One employee of China State Construction — who worked overseas for 15 years in places such as Algeria, Equatorial Guinea and the Republic of the Congo — recalls a colleague dying in a militant raid in Algeria in 2007. “The attack was not targeting Chinese people,” he says, “but [my colleague] was just not lucky.” China State Construction, which has 7,000 senior staff spread across 30 nations, gives its overseas workers handbooks with information on local customs and religious beliefs, says the employee, who doesn’t want his name used because he still works for the company and is not authorized to speak with the foreign press.

In the wake of the recent murders of Chinese citizens by terrorist groups in Africa and the Middle East, China’s President Xi Jinping has vowed to “resolutely fight violent terrorist activities that hurt innocent lives.” Military action, though, is not a familiar course for China. While French troops, for instance, responded to the attacks in Mali, a former colony, China has for many years hewed to a foreign policy of nonintervention in other countries’ affairs.

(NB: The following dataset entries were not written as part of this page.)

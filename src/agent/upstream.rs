//! Backend SSH agent location
//!
//! The backend is the real agent holding private keys, normally the
//! gateway host's `SSH_AUTH_SOCK`. Every gateway request dials it afresh.

use crate::error::{Error, Result};
use std::path::{Path, PathBuf};
use std::time::Duration;
use tokio::net::UnixStream;
use tracing::trace;

const DEFAULT_CONNECT_TIMEOUT: Duration = Duration::from_secs(10);

/// Where the backend agent listens and how long to wait for it
#[derive(Debug, Clone)]
pub struct Upstream {
    socket_path: PathBuf,
    connect_timeout: Duration,
}

impl Upstream {
    pub fn new<P: AsRef<Path>>(socket_path: P) -> Self {
        Self {
            socket_path: socket_path.as_ref().to_path_buf(),
            connect_timeout: DEFAULT_CONNECT_TIMEOUT,
        }
    }

    pub fn with_connect_timeout(mut self, timeout: Duration) -> Self {
        self.connect_timeout = timeout;
        self
    }

    pub fn socket_path(&self) -> &Path {
        &self.socket_path
    }

    /// Whether something exists at the socket path right now
    pub fn is_present(&self) -> bool {
        self.socket_path.exists()
    }

    /// Dial the backend agent
    ///
    /// Both a timeout and a refused connection map to
    /// [`Error::UpstreamNotAvailable`].
    pub async fn connect(&self) -> Result<UnixStream> {
        let dial = UnixStream::connect(&self.socket_path);
        let stream = match tokio::time::timeout(self.connect_timeout, dial).await {
            Ok(Ok(stream)) => stream,
            Ok(Err(e)) => {
                return Err(Error::UpstreamNotAvailable(format!(
                    "Failed to connect to backend agent at {}: {}",
                    self.socket_path.display(),
                    e
                )));
            }
            Err(_) => {
                return Err(Error::UpstreamNotAvailable(format!(
                    "Backend agent at {} did not accept within {:?}",
                    self.socket_path.display(),
                    self.connect_timeout
                )));
            }
        };

        trace!(socket_path = %self.socket_path.display(), "Connected to backend agent");
        Ok(stream)
    }
}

Still, things might be changing. This year, for the first time ever, China dispatched a combat battalion to take part in U.N. peacekeeping operations in South Sudan, where Beijing has major oil interests. (Previously Chinese troops provided logistics and other support to the U.N.) China has completed a deal to lease land from the Djibouti government for its first military base in Africa, according to the head of the U.S. Africa command, U.S. Army General David Rodriguez. Djibouti is near Somalia, where notorious pirates have targeted Chinese ships, among many others. “We know China is participating in antipirate campaigns near Somalia,” says Wang of CASS, “but Somalia is very far away from China, so China needs a base to provide necessary logistics and supplies.”

Nevertheless, Wang believes that “the Chinese government will be very cautious in using its military overseas.” And for all of President Xi’s calls for action, it’s worth noting that other foreign attacks on Chinese citizens in recent years were downplayed by China’s state media. Over the past few days, social-media chatter urging China to defend its citizens abroad has, predictably, been deleted by state censors. Meanwhile, the relatives of Zhou, who was gunned down in Mali, have not had the heart to tell his elderly parents, living in rural Shandong province, of his death. “I really hate the terrorists,” says his nephew, Zhou Shengjun.